Australian Resources Minister Matt Canavan says the latest review shows that the measures have stabilised the domestic gas market and kept a lid on gas prices.

The review says the competition watchdog the Australian Competition and Consumer Commission (ACCC) and Australia’s energy market bodies - the Australian Energy Market Operator (AEMO) and the Australian Energy Regulator (AER) - all support the findings on ADGSM’s effectiveness.

The stats show gas offers are now half the peak prices of over $20 per gigajoule before the ADGSM was introduced.

“However, I recognise that some businesses are still finding it difficult to get longer term gas offers and that some price offers remain higher than I want to see, especially when international LNG prices are low,” Resources Minister Matt Canavan said.

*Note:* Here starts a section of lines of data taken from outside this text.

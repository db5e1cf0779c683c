use super::Scheduler;
use crate::core::{DsqId, SimCtx, Ticks};

// Arrivals during a slice queue ahead of the task whose slice expired
pub struct RrScheduler {
    global_dsq: DsqId,
    quantum: Ticks,
}

impl RrScheduler {
    fn enqueue_arrivals(&self, ctx: &mut SimCtx<'_>) {
        for task in ctx.admit_arrivals() {
            ctx.dsq_push_fifo(self.global_dsq, task);
        }
    }
}

impl Scheduler for RrScheduler {
    type Config = Ticks;

    fn init(ctx: &mut SimCtx<'_>, quantum: Ticks) -> Self {
        debug_assert!(quantum > 0, "RR quantum must be validated before init");
        let scheduler = Self {
            global_dsq: ctx.create_dsq_fifo(),
            quantum,
        };
        scheduler.enqueue_arrivals(ctx);
        scheduler
    }

    fn step(&mut self, ctx: &mut SimCtx<'_>) {
        let Some(task) = ctx.dsq_pop(self.global_dsq) else {
            ctx.idle_until_next_arrival();
            self.enqueue_arrivals(ctx);
            return;
        };

        let slice = self.quantum.min(ctx.record(task).remaining);
        let completed = ctx.run(task, slice);
        self.enqueue_arrivals(ctx);

        if !completed {
            ctx.dsq_push_fifo(self.global_dsq, task);
        }
    }
}

#[cfg(test)]
mod tests {
    use crate::core::{Owner, ProcessRecord, Segment};
    use crate::scheduler::Algorithm;
    use crate::sim::simulate;

    #[test]
    fn two_process_rotation() {
        let mut records = vec![ProcessRecord::new(1, 0, 4), ProcessRecord::new(2, 1, 3)];
        let timeline = simulate(&mut records, Algorithm::RoundRobin { quantum: 2 }).unwrap();

        assert_eq!(
            timeline.segments(),
            &[
                Segment::new(Owner::Process(1), 0, 2),
                Segment::new(Owner::Process(2), 2, 4),
                Segment::new(Owner::Process(1), 4, 6),
                Segment::new(Owner::Process(2), 6, 7),
            ]
        );
        assert_eq!(records[0].completion, 6);
        assert_eq!(records[1].completion, 7);
    }

    #[test]
    fn arrival_at_slice_end_goes_before_requeue() {
        // P2 arrives exactly when P1's first slice ends and is queued ahead of P1.
        let mut records = vec![
            ProcessRecord::new(1, 0, 6),
            ProcessRecord::new(2, 3, 2),
            ProcessRecord::new(3, 0, 1),
        ];
        let timeline = simulate(&mut records, Algorithm::RoundRobin { quantum: 3 }).unwrap();

        let owners: Vec<_> = timeline.iter().map(|s| s.owner).collect();
        assert_eq!(
            owners,
            vec![
                Owner::Process(1),
                Owner::Process(3),
                Owner::Process(2),
                Owner::Process(1),
            ]
        );
        assert_eq!(timeline.makespan(), 9);
    }

    #[test]
    fn idle_gap_between_bursts() {
        let mut records = vec![ProcessRecord::new(1, 0, 1), ProcessRecord::new(2, 5, 3)];
        let timeline = simulate(&mut records, Algorithm::RoundRobin { quantum: 2 }).unwrap();

        assert_eq!(
            timeline.segments(),
            &[
                Segment::new(Owner::Process(1), 0, 1),
                Segment::new(Owner::Idle, 1, 5),
                Segment::new(Owner::Process(2), 5, 8),
            ]
        );
    }
}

“That is why we will keep the ADGSM in place until its scheduled end in 2023 and the ACCC will continue to monitor the gas sector out until 2025.

“In addition, I am going to work with states and territories during the next 12 months to consider options to establish a prospective national gas reservation policy. We can’t repeat the mistakes of the past in just letting our gas be shipped overseas with no thought to our domestic requirements.”

The review called on the government to strengthen the ADGSM’s mechanism for securing domestic gas - the Total Market Security Obligation (TMSO).

It also recommends that the ADGSM’s guidelines include the ACCC’s LNG netback price series as a signal of market functioning.